= Problem to solve =
The response must contain each line of the material that holds "Duration".
----
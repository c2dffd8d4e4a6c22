//! # 门店领域服务
//!
//! 租户隔离在这一层执行：
//! - 写入时从上下文盖上租户ID，请求体中的租户信息一律不可信
//! - 单条读取 / 更新 / 删除先查询再校验归属
//! - 列表查询按上下文租户过滤，并补齐分页默认值
//!
//! 所有操作在访问仓储之前先要求上下文中存在租户。

use std::sync::Arc;

use tracing::{debug, warn};

use crate::context::Context;
use crate::domain::model::{Pagination, Store, StoreAttributes, StoreDraft, StorePage};
use crate::domain::repository::StoreRepository;
use crate::error::{RepositoryError, Result, StoreError};

pub struct StoreDomainService {
    repository: Arc<dyn StoreRepository>,
}

impl StoreDomainService {
    pub fn new(repository: Arc<dyn StoreRepository>) -> Self {
        Self { repository }
    }

    pub async fn create_store(&self, ctx: &Context, attributes: StoreAttributes) -> Result<Store> {
        let tenant_id = ctx.require_tenant_id()?;
        let draft = StoreDraft::new(tenant_id, attributes);

        let store = self.repository.create(&draft).await?;
        debug!(
            request_id = %ctx.request_id(),
            tenant_id = %store.tenant_id,
            store_id = %store.id,
            "store persisted"
        );
        Ok(store)
    }

    pub async fn get_store(&self, ctx: &Context, id: &str) -> Result<Store> {
        let tenant_id = ctx.require_tenant_id()?;
        self.load_owned(ctx, tenant_id, id).await
    }

    pub async fn list_stores(&self, ctx: &Context, page: i32, page_size: i32) -> Result<StorePage> {
        let tenant_id = ctx.require_tenant_id()?;
        let pagination = Pagination::normalize(page, page_size);

        let (stores, total) = self.repository.list(tenant_id, pagination).await?;
        Ok(StorePage {
            stores,
            total,
            pagination,
        })
    }

    /// 先复用读取时的归属校验，再把可变字段合并到当前实体上
    pub async fn update_store(
        &self,
        ctx: &Context,
        id: &str,
        attributes: StoreAttributes,
    ) -> Result<Store> {
        let tenant_id = ctx.require_tenant_id()?;
        let mut current = self.load_owned(ctx, tenant_id, id).await?;
        current.apply(attributes);

        match self.repository.update(&current).await {
            Ok(store) => Ok(store),
            // 读取与更新之间被并发删除
            Err(RepositoryError::NoRows) => Err(StoreError::NotFound(id.to_string())),
            Err(err) => Err(err.into()),
        }
    }

    pub async fn delete_store(&self, ctx: &Context, id: &str) -> Result<()> {
        let tenant_id = ctx.require_tenant_id()?;
        self.load_owned(ctx, tenant_id, id).await?;

        self.repository.delete(id).await?;
        Ok(())
    }

    async fn load_owned(&self, ctx: &Context, tenant_id: &str, id: &str) -> Result<Store> {
        let store = self
            .repository
            .get(id)
            .await?
            .ok_or_else(|| StoreError::NotFound(id.to_string()))?;

        if store.tenant_id != tenant_id {
            warn!(
                request_id = %ctx.request_id(),
                tenant_id = %tenant_id,
                store_id = %id,
                "rejected access to store owned by another tenant"
            );
            return Err(StoreError::PermissionDenied(id.to_string()));
        }

        Ok(store)
    }
}
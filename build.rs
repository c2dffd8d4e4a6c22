use std::env;
use std::path::PathBuf;

fn main() -> Result<(), Box<dyn std::error::Error>> {
    // 使用内置的 protoc，避免依赖系统安装
    let protoc = protoc_bin_vendored::protoc_bin_path().map_err(|e| format!("{e:?}"))?;
    let well_known = protoc_bin_vendored::include_path().map_err(|e| format!("{e:?}"))?;
    let out_dir = PathBuf::from(env::var("OUT_DIR")?);

    println!("cargo:rerun-if-changed=proto/store/v1/store.proto");

    let mut config = prost_build::Config::new();
    config
        .protoc_executable(protoc)
        // 供 gRPC reflection 使用
        .file_descriptor_set_path(out_dir.join("store_descriptor.bin"));

    tonic_prost_build::configure()
        .build_server(true)
        .build_client(true)
        .compile_with_config(
            config,
            &[PathBuf::from("proto/store/v1/store.proto")],
            &[PathBuf::from("proto"), well_known],
        )?;

    Ok(())
}
pub mod handler;
pub mod server;
pub mod status;
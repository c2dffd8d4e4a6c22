//! # 内存门店仓储
//!
//! 与 PostgreSQL 实现遵循相同的契约，用于测试以及未配置数据库时的降级运行。

use std::collections::HashMap;
use std::sync::atomic::{AtomicUsize, Ordering};

use async_trait::async_trait;
use chrono::{DateTime, Duration, Utc};
use tokio::sync::RwLock;
use uuid::Uuid;

use crate::domain::model::{Pagination, Store, StoreDraft};
use crate::domain::repository::StoreRepository;
use crate::error::{RepositoryError, RepositoryResult};

#[derive(Default)]
struct MemoryState {
    rows: HashMap<String, StoredRow>,
    sequence: u64,
}

struct StoredRow {
    store: Store,
    // 创建时间相同时按插入顺序排序
    sequence: u64,
}

#[derive(Default)]
pub struct InMemoryStoreRepository {
    state: RwLock<MemoryState>,
    operations: AtomicUsize,
}

impl InMemoryStoreRepository {
    pub fn new() -> Self {
        Self::default()
    }

    /// 仓储被调用的总次数
    pub fn operation_count(&self) -> usize {
        self.operations.load(Ordering::SeqCst)
    }

    pub async fn len(&self) -> usize {
        self.state.read().await.rows.len()
    }

    pub async fn is_empty(&self) -> bool {
        self.len().await == 0
    }

    fn record_operation(&self) {
        self.operations.fetch_add(1, Ordering::SeqCst);
    }
}

/// 保证更新时间严格递增
fn next_timestamp(previous: DateTime<Utc>) -> DateTime<Utc> {
    let now = Utc::now();
    if now > previous {
        now
    } else {
        previous + Duration::microseconds(1)
    }
}

#[async_trait]
impl StoreRepository for InMemoryStoreRepository {
    async fn create(&self, draft: &StoreDraft) -> RepositoryResult<Store> {
        self.record_operation();
        if draft.tenant_id.trim().is_empty() {
            return Err(RepositoryError::MissingTenant);
        }

        let now = Utc::now();
        let store = Store {
            id: Uuid::new_v4().to_string(),
            tenant_id: draft.tenant_id.clone(),
            name: draft.name.clone(),
            address: draft.address.clone(),
            phone: draft.phone.clone(),
            created_at: now,
            updated_at: now,
        };

        let mut state = self.state.write().await;
        state.sequence += 1;
        let sequence = state.sequence;
        state.rows.insert(
            store.id.clone(),
            StoredRow {
                store: store.clone(),
                sequence,
            },
        );

        Ok(store)
    }

    async fn get(&self, id: &str) -> RepositoryResult<Option<Store>> {
        self.record_operation();
        let state = self.state.read().await;
        Ok(state.rows.get(id).map(|row| row.store.clone()))
    }

    async fn list(
        &self,
        tenant_id: &str,
        pagination: Pagination,
    ) -> RepositoryResult<(Vec<Store>, u64)> {
        self.record_operation();
        let state = self.state.read().await;

        let mut rows: Vec<&StoredRow> = state
            .rows
            .values()
            .filter(|row| row.store.tenant_id == tenant_id)
            .collect();

        let total = rows.len() as u64;
        if total == 0 {
            return Ok((Vec::new(), 0));
        }

        rows.sort_by(|a, b| {
            b.store
                .created_at
                .cmp(&a.store.created_at)
                .then(b.sequence.cmp(&a.sequence))
        });

        let offset = usize::try_from(pagination.offset()).unwrap_or(usize::MAX);
        let limit = usize::try_from(pagination.limit()).unwrap_or(usize::MAX);
        let stores = rows
            .into_iter()
            .skip(offset)
            .take(limit)
            .map(|row| row.store.clone())
            .collect();

        Ok((stores, total))
    }

    async fn update(&self, store: &Store) -> RepositoryResult<Store> {
        self.record_operation();
        let mut state = self.state.write().await;
        let row = state.rows.get_mut(&store.id).ok_or(RepositoryError::NoRows)?;

        row.store.name = store.name.clone();
        row.store.address = store.address.clone();
        row.store.phone = store.phone.clone();
        row.store.updated_at = next_timestamp(row.store.updated_at);

        Ok(row.store.clone())
    }

    async fn delete(&self, id: &str) -> RepositoryResult<()> {
        self.record_operation();
        self.state.write().await.rows.remove(id);
        Ok(())
    }
}
//! 配置管理器 - 负责按运行环境叠加配置
//!
//! 运行环境优先取 `APP_ENV`，其次取配置中的 `service.environment`，
//! 都没有时为 `development`。

use std::path::{Path, PathBuf};

use anyhow::Result;
use toml::Value;

use super::{DEFAULT_ENVIRONMENT, overlay_value, read_toml};

/// 配置管理器
pub struct ConfigManager;

impl ConfigManager {
    /// 确定当前环境名称，`app_env` 为 `APP_ENV` 的取值
    pub fn resolve_environment(config: &Value, app_env: Option<&str>) -> String {
        app_env
            .map(str::trim)
            .filter(|env| !env.is_empty())
            .map(str::to_string)
            .or_else(|| Self::configured_environment(config))
            .unwrap_or_else(|| DEFAULT_ENVIRONMENT.to_string())
    }

    /// 环境配置文件路径：{config_dir}/environments/{environment}.toml
    pub fn environment_config_path(config_dir: &Path, environment: &str) -> PathBuf {
        config_dir
            .join("environments")
            .join(format!("{environment}.toml"))
    }

    /// 如果存在环境配置文件，则合并到基础配置中
    pub fn apply_environment_overlay(
        base: &mut Value,
        config_dir: &Path,
        environment: &str,
    ) -> Result<()> {
        let path = Self::environment_config_path(config_dir, environment);
        if path.exists() {
            overlay_value(base, read_toml(&path)?);
        }
        Ok(())
    }

    fn configured_environment(config: &Value) -> Option<String> {
        config
            .get("service")
            .and_then(|service| service.get("environment"))
            .and_then(Value::as_str)
            .map(str::trim)
            .filter(|env| !env.is_empty())
            .map(str::to_string)
    }
}
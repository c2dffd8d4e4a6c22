//! 基础设施层：仓储实现

pub mod persistence;
//! 领域层：门店模型、仓储接口与租户隔离规则

pub mod model;
pub mod repository;
pub mod service;

pub use model::{Pagination, Store, StoreAttributes, StoreDraft, StorePage};
pub use repository::StoreRepository;
pub use service::StoreDomainService;
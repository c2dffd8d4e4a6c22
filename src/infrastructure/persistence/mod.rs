pub mod memory_repository;
pub mod postgres_repository;

pub use memory_repository::InMemoryStoreRepository;
pub use postgres_repository::PostgresStoreRepository;
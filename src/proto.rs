//! 由 `proto/store/v1/store.proto` 生成的 gRPC 代码

pub mod store {
    pub mod v1 {
        #![allow(clippy::derive_partial_eq_without_eq)]
        tonic::include_proto!("store.v1");
    }
}

/// 编码后的文件描述符集合，用于 gRPC reflection
pub const FILE_DESCRIPTOR_SET: &[u8] = tonic::include_file_descriptor_set!("store_descriptor");

pub use store::v1::store_service_client::StoreServiceClient;
pub use store::v1::store_service_server::{StoreService, StoreServiceServer};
----
= Task response =
use chrono::{DateTime, Duration, Utc};
        previous + Duration::microseconds(1)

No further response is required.